Archive for the ‘reinsurance’ Category


Scienceblogs has a nice review of a book called Unscientific America. Here’s the money quote:

Whereas good science is rewarded for being painstaking and nuanced, politics is the enemy of subtlety–political battles are fought in sound bites, decided in up or down votes. In this context, the politician often suspects that the scientist cannot see beyond his or her narrow specialty and spends too much time on minutia.

I actually think politics unfairly gets the monopoly on ridicule here. Or, at least, the behaviour of politicians is unfortunately all that is represented by the term “politics”.

Reinsurance professionals live in the awkward middle territory between ‘science’ (if actuarial analysis can be called such) and ‘commercial reality’. Sometimes the ‘science’ is right and sometimes it is wrong. Most times it is horribly, needlessly complicated and, perhaps tellingly, the people that ultimately make the decisions are not ‘scientists’ (though this is slowly changing).

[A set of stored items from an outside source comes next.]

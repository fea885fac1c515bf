//! Medaka polishing-model identifiers.
//!
//! Identifiers are compact underscore-joined tokens such as
//! `r941_min_sup_g507` or `r104_e81_sup_variant_g5015`. Field counts are
//! irregular: the device field and the trailing training-flavor suffix are
//! both optional, so decoding walks the fields as a small deterministic
//! grammar (`pore [device] variant+ version [suffix]`) instead of indexing
//! into fixed positions.

use crate::conda::ToolSet;
use crate::consts::*;
use crate::error::Error;

/// A decoded model identifier.
///
/// # Fields
///
/// * `pore` - Pore/flow-cell designation, always the first field (e.g. `r941`).
/// * `device` - Sequencing device class (`min`/`prom`), when present.
/// * `variant` - Training-variant segment, underscore-joined (e.g. `e81_sup`).
/// * `basecaller` - Upstream basecaller version field (e.g. `g507`).
/// * `suffix` - Trailing training-flavor marker after the version (e.g. `rle`).
#[derive(Debug, Clone, PartialEq, Eq)]
pub struct Model {
    pub pore: String,
    pub device: Option<String>,
    pub variant: String,
    pub basecaller: String,
    pub suffix: Option<String>,
}

impl Model {
    /// Decode a compact model identifier into its attributes.
    ///
    /// # Arguments
    ///
    /// * `id` - The raw identifier token.
    ///
    /// # Returns
    ///
    /// A Result containing the decoded Model, or `Error::MalformedModel`
    /// naming the offending token.
    ///
    /// # Example
    ///
    /// ``` rust
    /// use nanoamp::models::Model;
    ///
    /// let model = Model::decode("r941_min_sup_g507").unwrap();
    ///
    /// assert_eq!(model.pore, "r941");
    /// assert_eq!(model.device.as_deref(), Some("min"));
    /// assert_eq!(model.variant, "sup");
    /// assert_eq!(model.basecaller, "g507");
    /// ```
    pub fn decode(id: &str) -> Result<Self, Error> {
        let malformed = || Error::MalformedModel(id.to_string());

        let fields: Vec<&str> = id.split(MODEL_SEPARATOR).collect();
        if fields.len() < 3 || fields.iter().any(|f| f.is_empty()) {
            return Err(malformed());
        }

        let pore = fields[0].to_string();

        let (device, body_start) = if DEVICE_TOKENS.contains(&fields[1]) {
            (Some(fields[1].to_string()), 2)
        } else {
            (None, 1)
        };

        // the version field anchors the tail: either last, or second-to-last
        // with a flavor suffix trailing it
        let last = fields.len() - 1;
        let (version_at, suffix) = if is_version_field(fields[last]) {
            (last, None)
        } else if last >= 1 && is_version_field(fields[last - 1]) {
            (last - 1, Some(fields[last].to_string()))
        } else {
            return Err(malformed());
        };

        if body_start >= version_at {
            return Err(malformed());
        }

        Ok(Self {
            pore,
            device,
            variant: fields[body_start..version_at].join("_"),
            basecaller: fields[version_at].to_string(),
            suffix,
        })
    }

    /// Re-encode the model into its compact identifier form.
    ///
    /// # Example
    ///
    /// ``` rust
    /// use nanoamp::models::Model;
    ///
    /// let model = Model::decode("r104_e81_sup_variant_g5015").unwrap();
    ///
    /// assert_eq!(model.encode(), "r104_e81_sup_variant_g5015");
    /// ```
    pub fn encode(&self) -> String {
        let mut fields = vec![self.pore.as_str()];
        if let Some(device) = &self.device {
            fields.push(device);
        }
        fields.extend(self.variant.split(MODEL_SEPARATOR));
        fields.push(&self.basecaller);
        if let Some(suffix) = &self.suffix {
            fields.push(suffix);
        }
        fields.join("_")
    }
}

/// A version field is the prefix character followed by digits only.
fn is_version_field(field: &str) -> bool {
    let mut chars = field.chars();
    chars.next() == Some(VERSION_FIELD_PREFIX)
        && field.len() > 1
        && chars.all(|c| c.is_ascii_digit())
}

/// Selection criteria for model filtering; `None` fields are wildcards.
#[derive(Debug, Clone, Default)]
pub struct ModelFilter {
    pub pore: Option<String>,
    pub device: Option<String>,
    pub basecaller: Option<String>,
    pub variant: Option<String>,
}

impl ModelFilter {
    fn matches(&self, model: &Model) -> bool {
        if let Some(pore) = &self.pore {
            if &model.pore != pore {
                return false;
            }
        }
        if let Some(device) = &self.device {
            if model.device.as_ref() != Some(device) {
                return false;
            }
        }
        if let Some(basecaller) = &self.basecaller {
            if &model.basecaller != basecaller {
                return false;
            }
        }
        if let Some(variant) = &self.variant {
            if &model.variant != variant {
                return false;
            }
        }
        true
    }
}

/// Filter model identifiers down to those matching all set criteria.
///
/// Identifiers that do not decode are skipped with a warning; the selector
/// surface must not abort on a single odd entry in medaka's listing.
pub fn filter_models(models: &[String], filter: &ModelFilter) -> Vec<String> {
    models
        .iter()
        .filter(|id| match Model::decode(id) {
            Ok(model) => filter.matches(&model),
            Err(e) => {
                log::warn!("WARN: skipping unrecognized model: {}", e);
                false
            }
        })
        .cloned()
        .collect()
}

/// Candidate pore values for a selector, `--` sentinel first.
pub fn pores(models: &[String]) -> Vec<String> {
    candidates(models, |m| Some(m.pore))
}

/// Candidate device values for a selector, `--` sentinel first.
pub fn devices(models: &[String]) -> Vec<String> {
    candidates(models, |m| m.device)
}

/// Candidate basecaller versions for a selector, `--` sentinel first.
pub fn basecallers(models: &[String]) -> Vec<String> {
    candidates(models, |m| Some(m.basecaller))
}

/// Candidate variant values for a selector, `--` sentinel first.
pub fn variants(models: &[String]) -> Vec<String> {
    candidates(models, |m| Some(m.variant))
}

fn candidates(models: &[String], attr: fn(Model) -> Option<String>) -> Vec<String> {
    let mut out = vec![NO_SELECTION.to_string()];
    for id in models {
        if let Some(value) = Model::decode(id).ok().and_then(attr) {
            if !out.contains(&value) {
                out.push(value);
            }
        }
    }
    out
}

/// Query medaka for its installed model list.
///
/// Runs `medaka tools list_models` with the resolved medaka prefix on PATH
/// and parses the first output line: drop the leading `Available:` marker
/// and strip the trailing comma from every entry but the last.
pub fn list_models(tools: &ToolSet) -> Result<Vec<String>, Error> {
    let output = tools.command(MEDAKA, MEDAKA)?.args(["tools", "list_models"]).output()?;

    if !output.status.success() {
        return Err(Error::EnvManager {
            status: output.status.code().unwrap_or(-1),
            stderr: String::from_utf8_lossy(&output.stderr).into_owned(),
        });
    }

    let stdout = String::from_utf8_lossy(&output.stdout);
    let line = stdout.lines().next().unwrap_or_default();

    Ok(line
        .split_whitespace()
        .skip(1)
        .map(|entry| entry.trim_end_matches(',').to_string())
        .collect())
}

#[cfg(test)]
mod tests {
    use super::*;

    #[test]
    fn decode_device_no_suffix() {
        let model = Model::decode("r941_min_sup_g507").unwrap();
        assert_eq!(model.pore, "r941");
        assert_eq!(model.device.as_deref(), Some("min"));
        assert_eq!(model.variant, "sup");
        assert_eq!(model.basecaller, "g507");
        assert_eq!(model.suffix, None);
        assert_eq!(model.encode(), "r941_min_sup_g507");
    }

    #[test]
    fn decode_no_device_no_suffix() {
        let model = Model::decode("r104_e81_sup_variant_g5015").unwrap();
        assert_eq!(model.pore, "r104");
        assert_eq!(model.device, None);
        assert_eq!(model.variant, "e81_sup_variant");
        assert_eq!(model.basecaller, "g5015");
        assert_eq!(model.suffix, None);
        assert_eq!(model.encode(), "r104_e81_sup_variant_g5015");
    }

    #[test]
    fn decode_device_with_suffix() {
        let model = Model::decode("r941_prom_high_g344_rle").unwrap();
        assert_eq!(model.pore, "r941");
        assert_eq!(model.device.as_deref(), Some("prom"));
        assert_eq!(model.variant, "high");
        assert_eq!(model.basecaller, "g344");
        assert_eq!(model.suffix.as_deref(), Some("rle"));
        assert_eq!(model.encode(), "r941_prom_high_g344_rle");
    }

    #[test]
    fn decode_no_device_with_suffix() {
        let model = Model::decode("r103_hac_g507_rle").unwrap();
        assert_eq!(model.pore, "r103");
        assert_eq!(model.device, None);
        assert_eq!(model.variant, "hac");
        assert_eq!(model.basecaller, "g507");
        assert_eq!(model.suffix.as_deref(), Some("rle"));
        assert_eq!(model.encode(), "r103_hac_g507_rle");
    }

    #[test]
    fn decode_multifield_variant_with_device() {
        let model = Model::decode("r1041_min_e82_400bps_sup_variant_g615").unwrap();
        assert_eq!(model.device.as_deref(), Some("min"));
        assert_eq!(model.variant, "e82_400bps_sup_variant");
        assert_eq!(model.basecaller, "g615");
        assert_eq!(model.encode(), "r1041_min_e82_400bps_sup_variant_g615");
    }

    #[test]
    fn decode_rejects_malformed() {
        for bad in ["r941", "r941_min", "r941_min_sup", "r941__sup_g507", "r941_min_g507", ""] {
            let err = Model::decode(bad).unwrap_err();
            match err {
                Error::MalformedModel(token) => assert_eq!(token, bad),
                other => panic!("unexpected error: {}", other),
            }
        }
    }

    #[test]
    fn version_field_requires_digits() {
        assert!(is_version_field("g507"));
        assert!(!is_version_field("g"));
        assert!(!is_version_field("gfast"));
        assert!(!is_version_field("sup"));
    }

    fn sample() -> Vec<String> {
        [
            "r941_min_sup_g507",
            "r941_min_fast_g507",
            "r941_prom_sup_g507",
            "r104_e81_sup_variant_g5015",
            "r103_hac_g507_rle",
        ]
        .iter()
        .map(|s| s.to_string())
        .collect()
    }

    #[test]
    fn filter_all_wildcards_keeps_everything() {
        let models = sample();
        assert_eq!(filter_models(&models, &ModelFilter::default()), models);
    }

    #[test]
    fn filter_matches_all_set_criteria() {
        let models = sample();
        let filter = ModelFilter {
            pore: Some("r941".into()),
            device: Some("min".into()),
            basecaller: Some("g507".into()),
            variant: None,
        };
        assert_eq!(
            filter_models(&models, &filter),
            vec!["r941_min_sup_g507".to_string(), "r941_min_fast_g507".to_string()]
        );
    }

    #[test]
    fn filter_device_criterion_excludes_deviceless_models() {
        let models = sample();
        let filter = ModelFilter {
            device: Some("prom".into()),
            ..Default::default()
        };
        assert_eq!(filter_models(&models, &filter), vec!["r941_prom_sup_g507".to_string()]);
    }

    #[test]
    fn selectors_prepend_sentinel() {
        let models = sample();
        let pores = pores(&models);
        assert_eq!(pores[0], NO_SELECTION);
        assert!(pores.contains(&"r941".to_string()));
        assert!(pores.contains(&"r104".to_string()));
        assert!(pores.contains(&"r103".to_string()));

        let devices = devices(&models);
        assert_eq!(devices[0], NO_SELECTION);
        assert!(devices.contains(&"min".to_string()));
        assert!(devices.contains(&"prom".to_string()));
        // deviceless models contribute nothing besides the sentinel
        assert_eq!(devices.len(), 3);

        let variants = variants(&models);
        assert!(variants.contains(&"e81_sup_variant".to_string()));
    }
}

Politics happens when you have the opportunity to exploit imperfect information. There’s a quote out there (Feynman? Einstein?) that goes: “if you can’t explain it to a 6-year-old, you don’t understand it”. Since 6-year-olds probably don’t understand much about actuarial pricing theory, I imagine there’s a pretty fair degree of error in it.

The message? Science can be overrated and, because of that, anyone with a view on something is a politician.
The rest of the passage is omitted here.